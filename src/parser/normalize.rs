//! Converts raw extracted strings into typed values. Malformed input is
//! never an error here: every function degrades to `None` so one bad field
//! can't sink the whole item.

use regex::Regex;
use std::sync::OnceLock;
use tracing::debug;

/// Currency symbols and whitespace stripped from raw price text.
const CURRENCY_CHARS: &[char] = &[
    '$', '\u{20AC}', '\u{00A3}', '\u{00A5}', '\u{20B9}', '\u{20BA}', '\u{00A0}',
];

fn rating_regex() -> Option<&'static Regex> {
    static INSTANCE: OnceLock<Option<Regex>> = OnceLock::new();
    INSTANCE
        .get_or_init(|| Regex::new(r"([0-5]\.?[0-9]?) out of 5 stars").ok())
        .as_ref()
}

/// Strips currency symbols and whitespace, then parses the remainder as a
/// float. `"$1,059.99"` stays unparseable on purpose: the source renders
/// prices without thousands separators in the offscreen span.
#[must_use]
pub fn parse_price(raw: &str) -> Option<f64> {
    let cleaned: String = raw
        .chars()
        .filter(|c| !c.is_whitespace() && !CURRENCY_CHARS.contains(c))
        .collect();

    match cleaned.parse::<f64>() {
        Ok(price) => Some(price),
        Err(_) => {
            debug!("could not convert price '{cleaned}' (raw: '{raw}')");
            None
        }
    }
}

/// Extracts the numeric part of an "X.Y out of 5 stars" label.
#[must_use]
pub fn parse_rating(raw: &str) -> Option<f64> {
    let caps = rating_regex()?.captures(raw)?;
    match caps.get(1)?.as_str().parse::<f64>() {
        Ok(rating) => Some(rating),
        Err(_) => {
            debug!("rating pattern matched but value unparseable: '{raw}'");
            None
        }
    }
}

/// Parses a review count with optional thousands separators ("1,234").
#[must_use]
pub fn parse_review_count(raw: &str) -> Option<i64> {
    let cleaned = raw.replace(',', "");
    match cleaned.parse::<i64>() {
        Ok(count) => Some(count),
        Err(_) => {
            debug!("could not convert review count '{cleaned}' (raw: '{raw}')");
            None
        }
    }
}
pub mod search_record;

pub use search_record::{SearchRecordRow, SearchRecords, StoreTable};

◇ ◇ ◇ ◇ ◇ ◇ ◇

■ **TASK**:
If the string "cleaned" appears in a line of the entries, report the line.

■ **TASK OUTPUT**:
    let cleaned: String = raw
    match cleaned.parse::<f64>() {
            debug!("could not convert price '{cleaned}' (raw: '{raw}')");
    let cleaned = raw.replace(',', "");
    match cleaned.parse::<i64>() {
            debug!("could not convert review count '{cleaned}' (raw: '{raw}')");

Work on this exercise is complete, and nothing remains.